Junkers, the gaunt one, took a step and backhanded him hard across the cheek. One of his big knobby knuckles split it open. Taylor made a choking noise and his body lost all tension.
Dial, the stocky one, got up, scooped a pitcher off the grubby nightstand, and dashed water into the unconscious man's face. Taylor groaned and his head rolled over, but both eyes remained closed. “Damn it, Neil, now we got to start all over again."
"So what, you got a date with Betty Grable?"
"Here, kid, make yourself useful and fill this up.” Dial thrust the pitcher at McReary, who reached for it.
Burke put a hand on McReary's arm, stopping him. “Fetch it yourself. He ain't your errand boy."
The stocky man looked Burke up and down. The city detective had three inches and twenty pounds on him, but for someone who had a little too much padding around the chest the agent seemed confident of whatever outcome this discussion might have. “Whoa there, hoss. I didn't just bring any carrots with me."
Zagreb inserted a shoulder between them as Burke was bunching his muscles. “It won't hurt to give the kraut a breather.
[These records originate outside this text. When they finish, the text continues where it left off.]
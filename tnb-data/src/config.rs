use crate::error::DataError;
use chrono::{DateTime, Utc};
use dotenv::dotenv;
use std::{path::PathBuf, str::FromStr, time::Duration};
use tnb_instrument::{exchange::ExchangeId, pair::CurrencyPair};
use tracing::debug;

pub const DEFAULT_EXCHANGE: ExchangeId = ExchangeId::Ftx;
pub const DEFAULT_PAIRS: &str =
    "btc/usdt,eth/usdt,bnb/usdt,xrp/usdt,ada/usdt,sol/usdt,doge/usdt,dot/usdt,avax/usdt";
pub const DEFAULT_START_TIME: i64 = 1_495_032_490;
pub const DEFAULT_END_TIME: i64 = 1_652_798_890;
pub const DEFAULT_FTX_RESOLUTION: u32 = 15;
pub const DEFAULT_RESOLUTION: u32 = 300;
pub const DEFAULT_CRAWL_PAGE_SIZE: u32 = 10_000;
pub const DEFAULT_OUTPUT_DIR: &str = "./data/crawl";
pub const DEFAULT_REQUEST_TIMEOUT_SECS: u64 = 30;

/// Settings for the `crawl` binary, read from the environment (and `.env` if present).
#[derive(Debug, Clone, PartialEq)]
pub struct CrawlConfig {
    pub exchange: ExchangeId,
    pub pairs: Vec<CurrencyPair>,
    pub start: DateTime<Utc>,
    pub end: DateTime<Utc>,
    /// Candle width in seconds.
    pub resolution: u32,
    pub page_size: u32,
    pub output_dir: PathBuf,
    pub request_timeout: Duration,
}

impl CrawlConfig {
    pub fn from_env() -> Result<Self, DataError> {
        dotenv().ok();
        Self::from_lookup(|key| std::env::var(key).ok())
    }

    /// Build a [`CrawlConfig`] from any key lookup, falling back to the defaults for absent keys.
    pub fn from_lookup<F>(lookup: F) -> Result<Self, DataError>
    where
        F: Fn(&str) -> Option<String>,
    {
        let exchange = parse_or(&lookup, "TNB_EXCHANGE", DEFAULT_EXCHANGE)?;

        let pairs = lookup("TNB_PAIRS")
            .unwrap_or_else(|| DEFAULT_PAIRS.to_string())
            .split(',')
            .filter(|pair| !pair.trim().is_empty())
            .map(|pair| pair.parse::<CurrencyPair>())
            .collect::<Result<Vec<_>, _>>()
            .map_err(|error| DataError::Config(format!("TNB_PAIRS: {error}")))?;

        let start = timestamp(&lookup, "TNB_START_TIME", DEFAULT_START_TIME)?;
        let end = timestamp(&lookup, "TNB_END_TIME", DEFAULT_END_TIME)?;

        let default_resolution = match exchange {
            ExchangeId::Ftx => DEFAULT_FTX_RESOLUTION,
            ExchangeId::Poloniex | ExchangeId::PoloniexLegacy => DEFAULT_RESOLUTION,
        };

        let config = Self {
            exchange,
            pairs,
            start,
            end,
            resolution: parse_or(&lookup, "TNB_RESOLUTION", default_resolution)?,
            page_size: parse_or(&lookup, "TNB_PAGE_SIZE", DEFAULT_CRAWL_PAGE_SIZE)?,
            output_dir: lookup("TNB_OUTPUT_DIR")
                .map(PathBuf::from)
                .unwrap_or_else(|| PathBuf::from(DEFAULT_OUTPUT_DIR)),
            request_timeout: Duration::from_secs(parse_or(
                &lookup,
                "TNB_REQUEST_TIMEOUT_SECS",
                DEFAULT_REQUEST_TIMEOUT_SECS,
            )?),
        };

        debug!(?config, "loaded crawl configuration");
        Ok(config)
    }
}

fn parse_or<F, T>(lookup: &F, key: &str, default: T) -> Result<T, DataError>
where
    F: Fn(&str) -> Option<String>,
    T: FromStr,
    T::Err: std::fmt::Display,
{
    match lookup(key) {
        None => Ok(default),
        Some(raw) => raw
            .trim()
            .parse()
            .map_err(|error| DataError::Config(format!("{key}={raw}: {error}"))),
    }
}

fn timestamp<F>(lookup: &F, key: &str, default: i64) -> Result<DateTime<Utc>, DataError>
where
    F: Fn(&str) -> Option<String>,
{
    let secs = parse_or(lookup, key, default)?;
    DateTime::from_timestamp(secs, 0)
        .ok_or_else(|| DataError::Config(format!("{key}={secs}: timestamp out of range")))
}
He's no good to you in a coma."
"Let him rest, Dial."
Dial nodded at his superior's quiet command and sat back down, dangling his arm over the back of the chair. Holinshead regarded Zagreb mildly. “Don't tell me you never bruised a knuckle on a stubborn suspect, Lieutenant."
"We usually leave enough to stand up at the arraignment. What've you got on Taylor?"
"That's classified."
"Huh. Snitch.” Canal lit a cigar and tossed the match on the floor.
The FBI man nodded. “I can confirm that, without going into detail. Our informant identified Taylor as a contributor to the Alliance."
"Finger him in person?"Zagreb asked.
"Too risky. He's in deep."
"He just gave you the name Alfred Schneider, alias Fred Taylor? My grandmother spoke four languages; she taught me a little German. Schneider in English is tailor. He can't be the only one who took that name when he came here."
"So far he's the only one who's turned up in a position to threaten our national interests."
Burke said, “He's a grease monkey in an aircraft plant. There's thousands of ‘em."
"But only one Fred Taylor."
The lieutenant pierced his face with a Chesterfield and put his Zippo to the end. The acrid stench of fear and bodily fluids coming from the man on the bed was oppressive. “A little random sabotage doesn't call for a Special Agent in Charge; or are you trying to make an impression your first day?"
"Even the smallest fish knows who leads the school. We offered him a pretty good deal if he'd give up some of his associates, but he turned us down. Isn't that right, Detective?"
"They said they'd hold him for the duration, then deport him to Germany,” McReary said. “It was either that or life in Leavenworth. It wasn't Queen for a Day."
Canal asked, “Can't you get those names from your rat in the Alliance?"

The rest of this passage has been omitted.